(SUPPLIED DATA Opens)
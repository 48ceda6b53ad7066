//! Backend-as-a-service app initialization.
//!
//! DESIGN
//! ======
//! `initialize_app` validates the configuration once and returns an [`App`]
//! owning it behind an `Arc`. Service handles are cheap clones that share
//! the same record; they are opaque references to remote services and never
//! perform I/O themselves. The local session stub does not call into the
//! auth handle.

#[cfg(test)]
#[path = "backend_test.rs"]
mod tests;

use std::sync::Arc;

use crate::config::{BackendConfig, ConfigError};

/// Name given to an app initialized without an explicit name.
pub const DEFAULT_APP_NAME: &str = "[DEFAULT]";

/// An initialized backend app. Handles obtained from it share its config.
#[derive(Debug, Clone)]
pub struct App {
    name: String,
    config: Arc<BackendConfig>,
}

impl App {
    #[must_use]
    pub fn name(&self) -> &str {
        &self.name
    }

    #[must_use]
    pub fn config(&self) -> &BackendConfig {
        &self.config
    }

    /// Handle to the hosted authentication service.
    #[must_use]
    pub fn auth(&self) -> AuthHandle {
        AuthHandle { app_name: self.name.clone(), config: Arc::clone(&self.config) }
    }

    /// Handle to the hosted document database.
    #[must_use]
    pub fn firestore(&self) -> DocumentDbHandle {
        DocumentDbHandle { app_name: self.name.clone(), config: Arc::clone(&self.config) }
    }
}

/// Opaque reference to the authentication service of an [`App`].
#[derive(Debug, Clone)]
pub struct AuthHandle {
    app_name: String,
    config: Arc<BackendConfig>,
}

impl AuthHandle {
    #[must_use]
    pub fn app_name(&self) -> &str {
        &self.app_name
    }

    #[must_use]
    pub fn auth_domain(&self) -> &str {
        &self.config.auth_domain
    }

    /// Whether requests through this handle would carry an API key.
    #[must_use]
    pub fn has_api_key(&self) -> bool {
        !self.config.api_key.is_empty()
    }
}

/// Opaque reference to the document database of an [`App`].
#[derive(Debug, Clone)]
pub struct DocumentDbHandle {
    app_name: String,
    config: Arc<BackendConfig>,
}

impl DocumentDbHandle {
    #[must_use]
    pub fn app_name(&self) -> &str {
        &self.app_name
    }

    #[must_use]
    pub fn project_id(&self) -> &str {
        &self.config.project_id
    }

    /// Resource path of the project's default database.
    #[must_use]
    pub fn database_path(&self) -> String {
        format!("projects/{}/databases/(default)", self.config.project_id)
    }
}

/// Initialize the default app from a configuration record.
pub fn initialize_app(config: BackendConfig) -> Result<App, ConfigError> {
    initialize_named_app(config, DEFAULT_APP_NAME)
}

/// Initialize an app under an explicit name.
pub fn initialize_named_app(config: BackendConfig, name: &str) -> Result<App, ConfigError> {
    config.validate()?;
    if name.trim().is_empty() {
        return Err(ConfigError::EmptyField { field: "name" });
    }
    tracing::info!(app = name, project_id = %config.project_id, "backend app initialized");
    Ok(App { name: name.to_string(), config: Arc::new(config) })
}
(SUPPLIED DATA Closes)
*WHAT TO WORK ON*: Each entry above has to be duplicated exactly as it stands.

*EXERCISE OUTPUT*:
repository 48ceda6b53ad7066
//! Backend-as-a-service app initialization.
//!
//! DESIGN
//! ======
//! `initialize_app` validates the configuration once and returns an [`App`]
//! owning it behind an `Arc`. Service handles are cheap clones that share
//! the same record; they are opaque references to remote services and never
//! perform I/O themselves. The local session stub does not call into the
//! auth handle.

#[cfg(test)]
#[path = "backend_test.rs"]
mod tests;

use std::sync::Arc;

use crate::config::{BackendConfig, ConfigError};

/// Name given to an app initialized without an explicit name.
pub const DEFAULT_APP_NAME: &str = "[DEFAULT]";

/// An initialized backend app. Handles obtained from it share its config.
#[derive(Debug, Clone)]
pub struct App {
    name: String,
    config: Arc<BackendConfig>,
}

impl App {
    #[must_use]
    pub fn name(&self) -> &str {
        &self.name
    }

    #[must_use]
    pub fn config(&self) -> &BackendConfig {
        &self.config
    }

    /// Handle to the hosted authentication service.
    #[must_use]
    pub fn auth(&self) -> AuthHandle {
        AuthHandle { app_name: self.name.clone(), config: Arc::clone(&self.config) }
    }

    /// Handle to the hosted document database.
    #[must_use]
    pub fn firestore(&self) -> DocumentDbHandle {
        DocumentDbHandle { app_name: self.name.clone(), config: Arc::clone(&self.config) }
    }
}

/// Opaque reference to the authentication service of an [`App`].
#[derive(Debug, Clone)]
pub struct AuthHandle {
    app_name: String,
    config: Arc<BackendConfig>,
}

impl AuthHandle {
    #[must_use]
    pub fn app_name(&self) -> &str {
        &self.app_name
    }

    #[must_use]
    pub fn auth_domain(&self) -> &str {
        &self.config.auth_domain
    }

    /// Whether requests through this handle would carry an API key.
    #[must_use]
    pub fn has_api_key(&self) -> bool {
        !self.config.api_key.is_empty()
    }
}

/// Opaque reference to the document database of an [`App`].
#[derive(Debug, Clone)]
pub struct DocumentDbHandle {
    app_name: String,
    config: Arc<BackendConfig>,
}

impl DocumentDbHandle {
    #[must_use]
    pub fn app_name(&self) -> &str {
        &self.app_name
    }

    #[must_use]
    pub fn project_id(&self) -> &str {
        &self.config.project_id
    }

    /// Resource path of the project's default database.
    #[must_use]
    pub fn database_path(&self) -> String {
        format!("projects/{}/databases/(default)", self.config.project_id)
    }
}

/// Initialize the default app from a configuration record.
pub fn initialize_app(config: BackendConfig) -> Result<App, ConfigError> {
    initialize_named_app(config, DEFAULT_APP_NAME)
}

/// Initialize an app under an explicit name.
pub fn initialize_named_app(config: BackendConfig, name: &str) -> Result<App, ConfigError> {
    config.validate()?;
    if name.trim().is_empty() {
        return Err(ConfigError::EmptyField { field: "name" });
    }
    tracing::info!(app = name, project_id = %config.project_id, "backend app initialized");
    Ok(App { name: name.to_string(), config: Arc::new(config) })
}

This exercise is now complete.